- PROBLEM TO SOLVE -
Write out all of the data again, precisely as it appears.

- INFORMATION SUPPLIED -
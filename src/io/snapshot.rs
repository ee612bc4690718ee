//! Snapshot persistence
//!
//! The ledger is persisted as one JSON document holding every account,
//! transaction and department. Saving always writes the full document; loading
//! returns `None` when nothing has been saved yet so the caller can fall back
//! to the seed data.
//!
//! Two stores are provided:
//! - `JsonFileStore` - `<data_dir>/<storage_key>.json` on the local filesystem
//! - `MemoryStore` - keeps the last saved snapshot in process

use crate::config::LedgerConfig;
use crate::types::{Snapshot, StoreError};
use std::cell::RefCell;
use std::fs;
use std::io::ErrorKind;
use std::path::{Path, PathBuf};

/// Load/save contract for whole-ledger snapshots
pub trait SnapshotStore {
    /// Return the last saved snapshot, or `None` if nothing was saved yet
    fn load(&self) -> Result<Option<Snapshot>, StoreError>;

    /// Replace the saved snapshot with `snapshot`
    fn save(&self, snapshot: &Snapshot) -> Result<(), StoreError>;
}

/// JSON file store
///
/// Writes go to a sibling temp file first and are renamed into place, so an
/// interrupted save leaves the previous snapshot intact.
#[derive(Debug, Clone)]
pub struct JsonFileStore {
    path: PathBuf,
}

impl JsonFileStore {
    pub fn new(path: impl Into<PathBuf>) -> Self {
        JsonFileStore { path: path.into() }
    }

    /// Store at the location named by the configuration
    pub fn from_config(config: &LedgerConfig) -> Self {
        JsonFileStore::new(config.snapshot_path())
    }

    pub fn path(&self) -> &Path {
        &self.path
    }
}

impl SnapshotStore for JsonFileStore {
    fn load(&self) -> Result<Option<Snapshot>, StoreError> {
        let contents = match fs::read_to_string(&self.path) {
            Ok(contents) => contents,
            Err(e) if e.kind() == ErrorKind::NotFound => {
                tracing::debug!(path = %self.path.display(), "no saved snapshot");
                return Ok(None);
            }
            Err(e) => return Err(e.into()),
        };

        let snapshot: Snapshot = serde_json::from_str(&contents)?;
        tracing::debug!(
            path = %self.path.display(),
            accounts = snapshot.accounts.len(),
            transactions = snapshot.transactions.len(),
            "snapshot loaded"
        );
        Ok(Some(snapshot))
    }

    fn save(&self, snapshot: &Snapshot) -> Result<(), StoreError> {
        if let Some(dir) = self.path.parent().filter(|dir| !dir.as_os_str().is_empty()) {
            fs::create_dir_all(dir)?;
        }

        let json = serde_json::to_string_pretty(snapshot)?;
        let tmp = self.path.with_extension("json.tmp");
        fs::write(&tmp, json)?;
        fs::rename(&tmp, &self.path)?;

        tracing::debug!(path = %self.path.display(), "snapshot saved");
        Ok(())
    }
}

/// In-process store
///
/// Useful for embedding the ledger without a filesystem and for tests that
/// need to inspect what the session saved.
#[derive(Debug, Default)]
pub struct MemoryStore {
    saved: RefCell<Option<Snapshot>>,
    saves: RefCell<usize>,
}

impl MemoryStore {
    pub fn new() -> Self {
        MemoryStore::default()
    }

    /// Store that already holds `snapshot`
    pub fn with_snapshot(snapshot: Snapshot) -> Self {
        MemoryStore {
            saved: RefCell::new(Some(snapshot)),
            saves: RefCell::new(0),
        }
    }

    /// The last saved snapshot, if any
    pub fn saved(&self) -> Option<Snapshot> {
        self.saved.borrow().clone()
    }

    /// How many times `save` has been called
    pub fn save_count(&self) -> usize {
        *self.saves.borrow()
    }
}

impl SnapshotStore for MemoryStore {
    fn load(&self) -> Result<Option<Snapshot>, StoreError> {
        Ok(self.saved.borrow().clone())
    }

    fn save(&self, snapshot: &Snapshot) -> Result<(), StoreError> {
        *self.saved.borrow_mut() = Some(snapshot.clone());
        *self.saves.borrow_mut() += 1;
        Ok(())
    }
}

- SOLUTION -
filename src/io/snapshot.rs
repository ee612bc4690718ee
//! Snapshot persistence
//!
//! The ledger is persisted as one JSON document holding every account,
//! transaction and department. Saving always writes the full document; loading
//! returns `None` when nothing has been saved yet so the caller can fall back
//! to the seed data.
//!
//! Two stores are provided:
//! - `JsonFileStore` - `<data_dir>/<storage_key>.json` on the local filesystem
//! - `MemoryStore` - keeps the last saved snapshot in process

use crate::config::LedgerConfig;
use crate::types::{Snapshot, StoreError};
use std::cell::RefCell;
use std::fs;
use std::io::ErrorKind;
use std::path::{Path, PathBuf};

/// Load/save contract for whole-ledger snapshots
pub trait SnapshotStore {
    /// Return the last saved snapshot, or `None` if nothing was saved yet
    fn load(&self) -> Result<Option<Snapshot>, StoreError>;

    /// Replace the saved snapshot with `snapshot`
    fn save(&self, snapshot: &Snapshot) -> Result<(), StoreError>;
}

/// JSON file store
///
/// Writes go to a sibling temp file first and are renamed into place, so an
/// interrupted save leaves the previous snapshot intact.
#[derive(Debug, Clone)]
pub struct JsonFileStore {
    path: PathBuf,
}

impl JsonFileStore {
    pub fn new(path: impl Into<PathBuf>) -> Self {
        JsonFileStore { path: path.into() }
    }

    /// Store at the location named by the configuration
    pub fn from_config(config: &LedgerConfig) -> Self {
        JsonFileStore::new(config.snapshot_path())
    }

    pub fn path(&self) -> &Path {
        &self.path
    }
}

impl SnapshotStore for JsonFileStore {
    fn load(&self) -> Result<Option<Snapshot>, StoreError> {
        let contents = match fs::read_to_string(&self.path) {
            Ok(contents) => contents,
            Err(e) if e.kind() == ErrorKind::NotFound => {
                tracing::debug!(path = %self.path.display(), "no saved snapshot");
                return Ok(None);
            }
            Err(e) => return Err(e.into()),
        };

        let snapshot: Snapshot = serde_json::from_str(&contents)?;
        tracing::debug!(
            path = %self.path.display(),
            accounts = snapshot.accounts.len(),
            transactions = snapshot.transactions.len(),
            "snapshot loaded"
        );
        Ok(Some(snapshot))
    }

    fn save(&self, snapshot: &Snapshot) -> Result<(), StoreError> {
        if let Some(dir) = self.path.parent().filter(|dir| !dir.as_os_str().is_empty()) {
            fs::create_dir_all(dir)?;
        }

        let json = serde_json::to_string_pretty(snapshot)?;
        let tmp = self.path.with_extension("json.tmp");
        fs::write(&tmp, json)?;
        fs::rename(&tmp, &self.path)?;

        tracing::debug!(path = %self.path.display(), "snapshot saved");
        Ok(())
    }
}

/// In-process store
///
/// Useful for embedding the ledger without a filesystem and for tests that
/// need to inspect what the session saved.
#[derive(Debug, Default)]
pub struct MemoryStore {
    saved: RefCell<Option<Snapshot>>,
    saves: RefCell<usize>,
}

impl MemoryStore {
    pub fn new() -> Self {
        MemoryStore::default()
    }

    /// Store that already holds `snapshot`
    pub fn with_snapshot(snapshot: Snapshot) -> Self {
        MemoryStore {
            saved: RefCell::new(Some(snapshot)),
            saves: RefCell::new(0),
        }
    }

    /// The last saved snapshot, if any
    pub fn saved(&self) -> Option<Snapshot> {
        self.saved.borrow().clone()
    }

    /// How many times `save` has been called
    pub fn save_count(&self) -> usize {
        *self.saves.borrow()
    }
}

impl SnapshotStore for MemoryStore {
    fn load(&self) -> Result<Option<Snapshot>, StoreError> {
        Ok(self.saved.borrow().clone())
    }

    fn save(&self, snapshot: &Snapshot) -> Result<(), StoreError> {
        *self.saved.borrow_mut() = Some(snapshot.clone());
        *self.saves.borrow_mut() += 1;
        Ok(())
    }
}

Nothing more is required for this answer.